SUPPLIED INFORMATION>
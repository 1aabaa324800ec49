//! Stopword weights.
//!
//! Used as a ranking and tie-break signal by the canonical label selector and
//! as a filter by the descriptive labeler. Keys are lowercase.

use serde::{Deserialize, Serialize};
use std::collections::{BTreeMap, BTreeSet};

/// Default English stopwords.
pub const DEFAULT_STOPWORDS: &[&str] = &[
    "i", "me", "my", "myself", "we", "our", "ours", "ourselves", "you", "you're", "you've",
    "you'll", "you'd", "your", "yours", "yourself", "yourselves", "he", "him", "his", "himself",
    "she", "she's", "her", "hers", "herself", "it", "it's", "its", "itself", "they", "them",
    "their", "theirs", "themselves", "what", "which", "who", "whom", "this", "that", "that'll",
    "these", "those", "am", "is", "are", "was", "were", "be", "been", "being", "have", "has",
    "had", "having", "do", "does", "did", "doing", "a", "an", "the", "and", "but", "if", "or",
    "because", "as", "until", "while", "of", "at", "by", "for", "with", "about", "against",
    "between", "into", "through", "during", "before", "after", "above", "below", "to", "from",
    "up", "down", "in", "out", "on", "off", "over", "under", "again", "further", "then", "once",
    "here", "there", "when", "where", "why", "how", "all", "any", "both", "each", "few", "more",
    "most", "other", "some", "such", "no", "nor", "not", "only", "own", "same", "so", "than",
    "too", "very", "s", "t", "can", "will", "just", "don", "don't", "should", "should've", "now",
    "d", "ll", "m", "o", "re", "ve", "y", "ain", "aren", "aren't", "couldn", "couldn't", "didn",
    "didn't", "doesn", "doesn't", "hadn", "hadn't", "hasn", "hasn't", "haven", "haven't", "isn",
    "isn't", "ma", "mightn", "mightn't", "mustn", "mustn't", "needn", "needn't", "shan",
    "shan't", "shouldn", "shouldn't", "wasn", "wasn't", "weren", "weren't", "won", "won't",
    "wouldn", "wouldn't", "...", "could", "shall", "might", "may", "include", "including",
];

/// Lowercase stopword → weight (lower = more stopword-like).
#[derive(Debug, Clone, PartialEq, Serialize, Deserialize)]
#[serde(transparent)]
pub struct Stopwords {
    weights: BTreeMap<String, f64>,
}

impl Default for Stopwords {
    fn default() -> Self {
        Self::english()
    }
}

impl Stopwords {
    /// No stopwords at all.
    pub fn empty() -> Self {
        Self {
            weights: BTreeMap::new(),
        }
    }

    /// Seeded with [`DEFAULT_STOPWORDS`] at weight 1.0.
    pub fn english() -> Self {
        let mut sw = Self::empty();
        for word in DEFAULT_STOPWORDS {
            sw.insert(word, 1.0);
        }
        sw
    }

    /// Add or lower the weight of `word`.
    pub fn insert(&mut self, word: &str, weight: f64) {
        self.weights
            .entry(word.to_lowercase())
            .and_modify(|w| *w = w.min(weight))
            .or_insert(weight);
    }

    /// Case-insensitive membership.
    pub fn is_stopword(&self, word: &str) -> bool {
        self.weights.contains_key(word) || self.weights.contains_key(&word.to_lowercase())
    }

    /// Weight of `word`, if it is a stopword.
    pub fn weight(&self, word: &str) -> Option<f64> {
        self.weights.get(&word.to_lowercase()).copied()
    }

    /// Learned words plus the default list, for span-label filtering.
    pub fn domain_set(&self) -> BTreeSet<String> {
        self.weights
            .keys()
            .cloned()
            .chain(DEFAULT_STOPWORDS.iter().map(|w| w.to_string()))
            .collect()
    }

    /// Number of stopwords.
    pub fn len(&self) -> usize {
        self.weights.len()
    }

    /// True if empty.
    pub fn is_empty(&self) -> bool {
        self.weights.is_empty()
    }
}

#[cfg(test)]
mod tests {
    use super::*;

    #[test]
    fn membership_is_case_insensitive() {
        let sw = Stopwords::english();
        assert!(sw.is_stopword("The"));
        assert!(sw.is_stopword("including"));
        assert!(!sw.is_stopword("revenue"));
    }

    #[test]
    fn insert_keeps_lowest_weight() {
        let mut sw = Stopwords::empty();
        sw.insert("Per", 0.4);
        sw.insert("per", 0.9);
        assert_eq!(sw.weight("per"), Some(0.4));
    }
}
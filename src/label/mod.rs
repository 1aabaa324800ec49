//! Labels, synonym maps, and canonical label selection.
//!
//! # Model
//!
//! ```text
//! Level 2:            ¶¶fruit
//!                    /       \
//! Level 1:      ¶apple      ¶cherry          (canonical labels)
//!              /   |  \       |    \
//! Level 0: apple apples apple_pie cherry cherries   (leaf terms)
//! ```
//!
//! The [`SynonymMap`] stores each child → parent edge. Depth is an explicit
//! field on [`Label`]; the `¶` prefix only appears in text form.
//!
//! [`ClusterMap`] abstracts over the two kinds of assignment maps (terms →
//! labels and spans → labels) so the consensus merge and the recluster
//! controller work on either.

#[allow(clippy::module_inception)]
mod label;
mod selector;
mod synonyms;

pub use label::{Label, COMPOUND_SEPARATOR, DEPTH_MARKER, NAME_ESCAPE};
pub use selector::LabelSelector;
pub use synonyms::{OntologyView, SynonymMap};

use std::collections::BTreeMap;

/// An item → cluster-label assignment map.
pub trait ClusterMap {
    /// Item identifier.
    type Key: Clone + Ord;
    /// Cluster label.
    type Value: Clone + Ord;

    /// Current label of `key`.
    fn label_of(&self, key: &Self::Key) -> Option<&Self::Value>;

    /// Assign `key → label`; returns `false` if the map refuses the edge.
    fn set_label(&mut self, key: Self::Key, label: Self::Value) -> bool;

    /// Return `key` to the unlabeled state.
    fn clear_label(&mut self, key: &Self::Key) -> Option<Self::Value>;

    /// Clusters subject to size control: label → members.
    fn clusters(&self) -> BTreeMap<Self::Value, Vec<Self::Key>>;
}

impl ClusterMap for SynonymMap {
    type Key = Label;
    type Value = Label;

    fn label_of(&self, key: &Label) -> Option<&Label> {
        self.get(key)
    }

    fn set_label(&mut self, key: Label, label: Label) -> bool {
        self.assign(key, label)
    }

    fn clear_label(&mut self, key: &Label) -> Option<Label> {
        self.remove(key)
    }

    /// Only first-level clusters (labels over leaf terms) are size-controlled;
    /// upper ontology levels are shaped by the ontology builder.
    fn clusters(&self) -> BTreeMap<Label, Vec<Label>> {
        self.view()
            .iter()
            .filter(|(label, _)| label.depth() == 1)
            .map(|(label, children)| {
                let leaves = children.iter().filter(|c| c.depth() == 0).cloned().collect();
                (label.clone(), leaves)
            })
            .collect()
    }
}
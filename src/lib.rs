//! # canopy
//!
//! Incremental similarity clustering and ontology induction: a growing stream
//! of embedded terms (or text spans) is grouped into stable, human-readable
//! clusters, and the clusters are composed into a multi-level concept
//! hierarchy.
//!
//! ```text
//! terms ─► VectorStore ─► BatchClusterer ─► consensus | LabelSelector ─► SynonymMap
//!                              ▲                                          │
//!                              └──── ReclusterController (size fixpoint) ◄┘
//!                                                                         │
//!                                               OntologyBuilder ◄─────────┘
//!
//! spans ─► VectorStore ─► BatchClusterer ─► consensus | "{batch}_{n}" ─► TfIdfLabeler
//! ```
//!
//! Two pipelines drive the stages: [`TermPipeline`] for words and compounds
//! and [`SpanPipeline`] for text spans. Both take the current label map by
//! reference and return the next one, so a failed batch leaves the caller's
//! state untouched. [`Checkpoint`] plus the store files are enough to resume
//! at a batch boundary.
//!
//! The `parallel` feature runs the k-means assignment step on rayon.

/// Batch-boundary persistence of maps and frequency tables.
pub mod checkpoint;
pub mod cluster;
pub mod config;
pub mod embed;
/// Error types used across `canopy`.
pub mod error;
pub mod hierarchy;
pub mod label;
pub mod pipeline;
pub mod recluster;
pub mod span;
pub mod stability;
pub mod stopwords;
pub mod store;
pub mod vocab;


pub use checkpoint::Checkpoint;
pub use cluster::{BatchClusterer, Clustering, Kmeans, Metric, MiniBatchKmeans};
pub use config::{ClusterMode, OntologyConfig, ReclusterStrategy};
pub use embed::{Embedder, FnEmbedder};
pub use error::{Error, Result};
pub use hierarchy::{ontology_health, validate_synonyms, OntologyBuilder, ValidationReport};
pub use label::{ClusterMap, Label, LabelSelector, OntologyView, SynonymMap};
pub use pipeline::TermPipeline;
pub use recluster::{ReclusterController, ReclusterReport};
pub use span::{Entity, Span, SpanId, SpanLabelMap, SpanPipeline, TfIdfLabeler, TfIdfState};
pub use stopwords::Stopwords;
pub use store::{StoreKind, VectorStore};
pub use vocab::Vocabulary;
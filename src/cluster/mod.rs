//! Clustering algorithms for grouping embedded terms and spans.
//!
//! ## Algorithms
//!
//! ### K-means (Lloyd)
//!
//! Assign each point to the nearest centroid, then move centroids to the
//! mean of their points. Repeat.
//!
//! ```text
//! J = Σ_k Σ_{x ∈ C_k} ||x - μ_k||²
//! ```
//!
//! With [`Metric::Cosine`] (the default) rows are L2-normalised first, which
//! turns the objective into cosine dissimilarity: the right geometry for
//! sentence/word encoder outputs.
//!
//! ### Mini-batch K-means
//!
//! Same objective, but centroids move toward small random batches with a
//! decaying per-centroid learning rate. Much cheaper per iteration; used for
//! the large streaming batches of the term and span pipelines.
//!
//! ## Front-end
//!
//! [`BatchClusterer`] is what the pipelines call: it picks the configured
//! mode, clamps k, and turns degenerate batches into one trivial cluster
//! instead of an error.
//!
//! ## Usage
//!
//! ```rust
//! use canopy::cluster::{Clustering, Kmeans};
//!
//! let data = vec![
//!     vec![1.0, 0.0],
//!     vec![0.9, 0.1],
//!     vec![0.0, 1.0],
//!     vec![0.1, 0.9],
//! ];
//!
//! let labels = Kmeans::new(2).with_seed(42).fit_predict(&data).unwrap();
//! assert_eq!(labels[0], labels[1]);
//! assert_ne!(labels[0], labels[2]);
//! ```

mod batch;
mod kmeans;
mod minibatch;
mod traits;

pub use batch::{group_by_label, BatchClusterer};
pub use kmeans::{Kmeans, Metric};
pub use minibatch::MiniBatchKmeans;
pub use traits::Clustering;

ASSIGNED TASK> Search the listing above for the lines with "pub mod stopwords;" and "right geometry for", then output those lines and all lines between them exactly.

ANSWER SECTION>
pub mod stopwords;
pub mod store;
pub mod vocab;


pub use checkpoint::Checkpoint;
pub use cluster::{BatchClusterer, Clustering, Kmeans, Metric, MiniBatchKmeans};
pub use config::{ClusterMode, OntologyConfig, ReclusterStrategy};
pub use embed::{Embedder, FnEmbedder};
pub use error::{Error, Result};
pub use hierarchy::{ontology_health, validate_synonyms, OntologyBuilder, ValidationReport};
pub use label::{ClusterMap, Label, LabelSelector, OntologyView, SynonymMap};
pub use pipeline::TermPipeline;
pub use recluster::{ReclusterController, ReclusterReport};
pub use span::{Entity, Span, SpanId, SpanLabelMap, SpanPipeline, TfIdfLabeler, TfIdfState};
pub use stopwords::Stopwords;
pub use store::{StoreKind, VectorStore};
pub use vocab::Vocabulary;
filename src/cluster/mod.rs
//! Clustering algorithms for grouping embedded terms and spans.
//!
//! ## Algorithms
//!
//! ### K-means (Lloyd)
//!
//! Assign each point to the nearest centroid, then move centroids to the
//! mean of their points. Repeat.
//!
//! ```text
//! J = Σ_k Σ_{x ∈ C_k} ||x - μ_k||²
//! ```
//!
//! With [`Metric::Cosine`] (the default) rows are L2-normalised first, which
//! turns the objective into cosine dissimilarity: the right geometry for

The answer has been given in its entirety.